(Supplied entries begins)

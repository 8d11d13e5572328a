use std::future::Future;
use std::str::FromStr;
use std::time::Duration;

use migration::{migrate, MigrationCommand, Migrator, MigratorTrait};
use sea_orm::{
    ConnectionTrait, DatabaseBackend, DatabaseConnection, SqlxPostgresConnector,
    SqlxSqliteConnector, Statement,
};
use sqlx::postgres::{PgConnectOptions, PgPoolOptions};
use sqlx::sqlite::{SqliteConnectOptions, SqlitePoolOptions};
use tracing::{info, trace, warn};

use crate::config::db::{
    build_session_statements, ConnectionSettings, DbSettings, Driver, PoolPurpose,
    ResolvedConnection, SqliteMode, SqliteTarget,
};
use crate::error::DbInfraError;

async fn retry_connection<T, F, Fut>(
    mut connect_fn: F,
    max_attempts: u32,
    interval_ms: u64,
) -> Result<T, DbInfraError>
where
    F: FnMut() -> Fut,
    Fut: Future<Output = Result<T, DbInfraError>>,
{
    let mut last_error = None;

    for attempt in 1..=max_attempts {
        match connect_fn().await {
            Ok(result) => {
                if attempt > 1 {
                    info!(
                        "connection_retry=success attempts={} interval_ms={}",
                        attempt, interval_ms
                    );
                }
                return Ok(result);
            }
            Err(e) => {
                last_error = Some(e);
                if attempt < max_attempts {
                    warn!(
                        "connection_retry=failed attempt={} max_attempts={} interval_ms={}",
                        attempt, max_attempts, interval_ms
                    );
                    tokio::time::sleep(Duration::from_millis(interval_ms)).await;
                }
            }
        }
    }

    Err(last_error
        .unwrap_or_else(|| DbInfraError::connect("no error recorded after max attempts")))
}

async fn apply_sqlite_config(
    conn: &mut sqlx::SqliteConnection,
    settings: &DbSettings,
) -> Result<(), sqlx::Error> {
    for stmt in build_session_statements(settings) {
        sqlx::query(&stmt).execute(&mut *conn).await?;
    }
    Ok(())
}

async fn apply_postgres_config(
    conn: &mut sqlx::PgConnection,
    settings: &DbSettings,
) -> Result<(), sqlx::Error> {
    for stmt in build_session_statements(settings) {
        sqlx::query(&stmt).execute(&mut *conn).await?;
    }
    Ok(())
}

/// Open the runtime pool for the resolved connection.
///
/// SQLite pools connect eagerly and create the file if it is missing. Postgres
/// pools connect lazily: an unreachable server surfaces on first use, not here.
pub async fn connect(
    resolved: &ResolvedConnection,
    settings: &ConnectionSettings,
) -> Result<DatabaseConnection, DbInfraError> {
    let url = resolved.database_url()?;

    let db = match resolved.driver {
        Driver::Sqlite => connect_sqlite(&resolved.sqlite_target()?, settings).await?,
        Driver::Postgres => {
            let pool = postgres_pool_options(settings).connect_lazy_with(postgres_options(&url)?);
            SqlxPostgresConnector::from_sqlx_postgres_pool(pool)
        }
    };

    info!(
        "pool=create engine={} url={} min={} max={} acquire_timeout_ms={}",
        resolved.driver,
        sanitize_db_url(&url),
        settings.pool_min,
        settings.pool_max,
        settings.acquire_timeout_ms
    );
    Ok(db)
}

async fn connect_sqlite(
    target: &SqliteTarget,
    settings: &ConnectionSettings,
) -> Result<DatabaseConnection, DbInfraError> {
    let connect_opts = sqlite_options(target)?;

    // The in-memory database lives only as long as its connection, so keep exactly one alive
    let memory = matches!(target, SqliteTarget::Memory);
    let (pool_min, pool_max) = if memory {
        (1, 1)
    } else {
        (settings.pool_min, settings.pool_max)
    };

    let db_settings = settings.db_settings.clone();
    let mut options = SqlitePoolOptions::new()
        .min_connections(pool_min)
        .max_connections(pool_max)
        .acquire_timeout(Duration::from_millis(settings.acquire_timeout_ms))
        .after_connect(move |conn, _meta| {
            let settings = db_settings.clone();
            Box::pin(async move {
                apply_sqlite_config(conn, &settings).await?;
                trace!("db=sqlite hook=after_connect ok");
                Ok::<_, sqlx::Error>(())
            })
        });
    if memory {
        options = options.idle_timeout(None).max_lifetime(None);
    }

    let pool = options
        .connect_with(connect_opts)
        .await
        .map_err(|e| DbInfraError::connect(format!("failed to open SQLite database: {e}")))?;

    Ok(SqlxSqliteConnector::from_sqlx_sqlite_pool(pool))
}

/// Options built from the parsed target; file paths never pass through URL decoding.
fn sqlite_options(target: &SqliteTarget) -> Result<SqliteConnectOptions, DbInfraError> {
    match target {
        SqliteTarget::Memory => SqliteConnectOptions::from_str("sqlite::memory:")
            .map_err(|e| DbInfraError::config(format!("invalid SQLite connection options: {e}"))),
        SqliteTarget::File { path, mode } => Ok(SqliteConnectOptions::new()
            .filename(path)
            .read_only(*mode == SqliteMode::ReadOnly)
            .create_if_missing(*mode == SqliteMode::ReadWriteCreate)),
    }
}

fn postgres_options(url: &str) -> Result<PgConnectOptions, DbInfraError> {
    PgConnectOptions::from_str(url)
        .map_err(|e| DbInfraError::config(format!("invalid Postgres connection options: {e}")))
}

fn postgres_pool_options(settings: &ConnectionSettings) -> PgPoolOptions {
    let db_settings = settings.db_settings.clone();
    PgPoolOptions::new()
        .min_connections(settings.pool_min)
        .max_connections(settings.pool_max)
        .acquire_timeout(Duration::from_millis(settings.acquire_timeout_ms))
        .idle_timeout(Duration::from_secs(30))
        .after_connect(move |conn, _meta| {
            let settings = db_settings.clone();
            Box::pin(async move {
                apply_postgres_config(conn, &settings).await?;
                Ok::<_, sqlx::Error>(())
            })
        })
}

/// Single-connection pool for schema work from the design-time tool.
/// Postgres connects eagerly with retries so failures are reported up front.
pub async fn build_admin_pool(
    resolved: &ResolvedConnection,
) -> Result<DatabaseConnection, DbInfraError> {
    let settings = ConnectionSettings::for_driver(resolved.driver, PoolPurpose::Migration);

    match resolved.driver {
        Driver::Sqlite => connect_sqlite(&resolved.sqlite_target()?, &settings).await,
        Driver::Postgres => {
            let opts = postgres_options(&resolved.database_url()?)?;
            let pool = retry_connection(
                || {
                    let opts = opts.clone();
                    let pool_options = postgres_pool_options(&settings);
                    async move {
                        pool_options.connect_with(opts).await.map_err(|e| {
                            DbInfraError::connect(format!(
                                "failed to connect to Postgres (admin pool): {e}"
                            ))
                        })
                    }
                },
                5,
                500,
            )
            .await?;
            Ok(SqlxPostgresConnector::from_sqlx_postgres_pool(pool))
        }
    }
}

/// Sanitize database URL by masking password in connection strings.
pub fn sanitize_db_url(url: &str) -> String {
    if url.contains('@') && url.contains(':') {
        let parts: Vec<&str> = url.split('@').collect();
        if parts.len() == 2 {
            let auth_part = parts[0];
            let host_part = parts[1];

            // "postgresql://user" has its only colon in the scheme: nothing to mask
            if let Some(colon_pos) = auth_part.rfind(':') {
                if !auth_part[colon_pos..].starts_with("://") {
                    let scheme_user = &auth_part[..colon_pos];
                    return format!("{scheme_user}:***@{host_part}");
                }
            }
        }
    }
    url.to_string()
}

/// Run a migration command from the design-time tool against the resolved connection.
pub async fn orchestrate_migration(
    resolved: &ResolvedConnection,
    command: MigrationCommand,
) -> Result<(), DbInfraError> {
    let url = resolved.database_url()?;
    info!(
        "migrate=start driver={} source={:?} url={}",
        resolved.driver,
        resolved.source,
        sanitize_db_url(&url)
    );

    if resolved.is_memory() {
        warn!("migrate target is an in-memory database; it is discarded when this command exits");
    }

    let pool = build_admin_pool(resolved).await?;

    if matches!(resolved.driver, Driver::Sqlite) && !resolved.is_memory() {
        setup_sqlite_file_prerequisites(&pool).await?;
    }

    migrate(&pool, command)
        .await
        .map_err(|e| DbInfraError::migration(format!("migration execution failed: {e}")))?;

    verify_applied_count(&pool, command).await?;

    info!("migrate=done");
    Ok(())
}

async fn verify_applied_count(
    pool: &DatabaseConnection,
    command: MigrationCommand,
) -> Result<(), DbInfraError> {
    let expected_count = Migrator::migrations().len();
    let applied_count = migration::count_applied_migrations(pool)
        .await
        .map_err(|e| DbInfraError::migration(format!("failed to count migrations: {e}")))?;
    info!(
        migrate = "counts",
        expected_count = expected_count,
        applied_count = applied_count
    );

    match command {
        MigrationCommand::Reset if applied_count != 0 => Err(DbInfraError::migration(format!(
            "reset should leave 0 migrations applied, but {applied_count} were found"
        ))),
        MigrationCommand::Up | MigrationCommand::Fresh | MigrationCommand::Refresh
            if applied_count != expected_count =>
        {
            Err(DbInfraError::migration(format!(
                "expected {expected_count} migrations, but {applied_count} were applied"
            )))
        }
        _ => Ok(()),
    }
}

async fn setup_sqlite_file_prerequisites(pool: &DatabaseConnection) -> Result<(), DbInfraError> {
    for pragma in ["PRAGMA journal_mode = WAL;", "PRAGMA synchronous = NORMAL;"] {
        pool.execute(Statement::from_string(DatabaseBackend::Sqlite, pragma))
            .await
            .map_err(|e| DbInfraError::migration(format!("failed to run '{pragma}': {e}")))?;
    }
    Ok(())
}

(Supplied entries ends)

From the listing above, pick out each line where the word "were" appears.

            "reset should leave 0 migrations applied, but {applied_count} were found"
                "expected {expected_count} migrations, but {applied_count} were applied"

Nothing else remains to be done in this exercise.